TallDave wrote:If deflationary type pressures continue (Housing dropping 30%), we'll be begging for some inflation to counter it.
Why? No one complains things are too cheap; computing gets cheaper every year. Are you against affordable housing?
The problem is when the people selling owe more than the market will allow. If I owe $400K on a house and can only sell it for $200K, either I don't sell or I hand the bank the keys and walk away. Then the bank gets stuck with a house it can't sell and no mortgate interest income. If that happens enough the bank goes under, its investors go under, and the effect ripples throughout the economy. A Depression can come EITHER from consumers not having enough money to buy goods OR from lenders not having capital to lend. What we have right now is a capital-crisis, with lenders having no cash to lend or being afraid to lend it. Deflation compounds that problem.
I suspect the oil producers did it on purpose to kill the developing competition from acceptable bio-fuels.
That's just silly. Even assuming OPEC was capable of that level of collusion, you don't throw away 90% of your profit to crush a marginal competitor that will just spring up again as soon as prices go up.
That happens when someone thinks he can throttle a competitor, buy rights to his product in the bankrupcy proceeding, and then either bury the idea or incorporate it into his own and charge what he likes. Think, "Bill Gates/Internet Explorer". IE was (and still is, according to some) a joke compared to Netscape or Mosaic. Gates gave it away for free with Windows and within a few years the others were out of business, even though they had (at the time at least) superior products.
To do this with energy someone would have to have such control of the market to be able to drive prices up and down at will and no one really does. Most of the oil shock last year was actually speculation that it was going to be even more expensive in the future - and many of those speculators lost their shirts. This is another reason for the worldwide economic downturn, btw, although a smaller one.
And why aren't we worried about oil deflation? It is down 70%.
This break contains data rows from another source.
//! Advice bank: replies remembered through session feedback.
//!
//! Each rated reply is keyed by the context it was given in. Retrieval ranks
//! rows by how much of that context matches the current one, plus the
//! accumulated feedback score.

use chrono::Utc;
use rusqlite::params;

use super::models::key_text;
use super::{AdviceQuery, Database, Feedback};
use crate::error::{DatabaseError, ServiceResult};
use crate::session::Session;

impl Database {
    /// Apply a session's feedback to every reply it produced. Returns the
    /// number of rows touched.
    pub fn record_feedback(&self, session: &Session, feedback: &Feedback) -> ServiceResult<usize> {
        let delta = feedback.rating.delta();
        let (positive, negative) = if delta > 0 { (1, 0) } else { (0, 1) };
        let now = Utc::now().to_rfc3339();

        let mut conn = self.conn.lock().unwrap();
        let tx = conn.transaction().map_err(DatabaseError::Query)?;

        let mut touched = 0;
        for entry in session.history.iter().filter(|e| !e.reply.trim().is_empty()) {
            touched += tx
                .execute(
                    "INSERT INTO advice_bank \
                     (champion, lane, enemy, intent, phase, standing, reply_text, positive, negative, score, last_seen) \
                     VALUES (?1, ?2, ?3, ?4, ?5, ?6, ?7, ?8, ?9, ?10, ?11) \
                     ON CONFLICT(champion, lane, enemy, intent, phase, standing, reply_text) DO UPDATE SET \
                     positive = positive + excluded.positive, \
                     negative = negative + excluded.negative, \
                     score = score + excluded.score, \
                     last_seen = excluded.last_seen",
                    params![
                        key_text(entry.context.champion.as_deref()),
                        key_text(entry.context.lane),
                        key_text(entry.context.enemy.as_deref()),
                        key_text(Some(entry.intent)),
                        key_text(entry.context.phase),
                        key_text(entry.context.standing),
                        entry.reply.trim(),
                        positive,
                        negative,
                        delta,
                        now,
                    ],
                )
                .map_err(DatabaseError::Query)?;
        }

        tx.commit().map_err(DatabaseError::Query)?;
        Ok(touched)
    }

    /// Best remembered replies for a context. Only positively scored rows
    /// sharing at least one context field are returned.
    pub fn retrieve_advice(&self, query: &AdviceQuery, limit: u32) -> ServiceResult<Vec<String>> {
        let conn = self.conn.lock().unwrap();

        let mut stmt = conn
            .prepare(
                r#"
                SELECT reply_text FROM (
                    SELECT reply_text, score, last_seen,
                        (CASE WHEN ?1 <> '' AND champion = ?1 THEN 3 ELSE 0 END
                       + CASE WHEN ?2 <> '' AND lane = ?2 THEN 2 ELSE 0 END
                       + CASE WHEN ?3 <> '' AND enemy = ?3 THEN 2 ELSE 0 END
                       + CASE WHEN ?4 <> '' AND intent = ?4 THEN 2 ELSE 0 END
                       + CASE WHEN ?5 <> '' AND phase = ?5 THEN 1 ELSE 0 END
                       + CASE WHEN ?6 <> '' AND standing = ?6 THEN 1 ELSE 0 END) AS matched
                    FROM advice_bank
                    WHERE score > 0
                )
                WHERE matched > 0
                ORDER BY matched + score DESC, score DESC, last_seen DESC
                LIMIT ?7
                "#,
            )
            .map_err(DatabaseError::Query)?;

        let rows = stmt
            .query_map(
                params![
                    key_text(query.champion.as_deref()),
                    key_text(query.lane),
                    key_text(query.enemy.as_deref()),
                    key_text(query.intent),
                    key_text(query.phase),
                    key_text(query.standing),
                    limit,
                ],
                |row| row.get(0),
            )
            .map_err(DatabaseError::Query)?;

        rows.collect::<Result<Vec<String>, _>>()
            .map_err(DatabaseError::Query)
            .map_err(Into::into)
    }
}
The answer, of course, is that most people own houses but consume oil. If most people owned oil and rented housing, the reaction would be opposite. Of course, there is a significant minority who don't own housing and they benefit from falling prices.
Housing prices were driven artificially high because lenders adopted loose lending standards. This easy money encouraged speculation. Once the bubble burst the lenders were left holding the bag. These "toxic loans" are what's causing the liquidity crisis and until they're disposed of the housing market and by extension construction and all mortgage-dependent businesses are stuck on hold.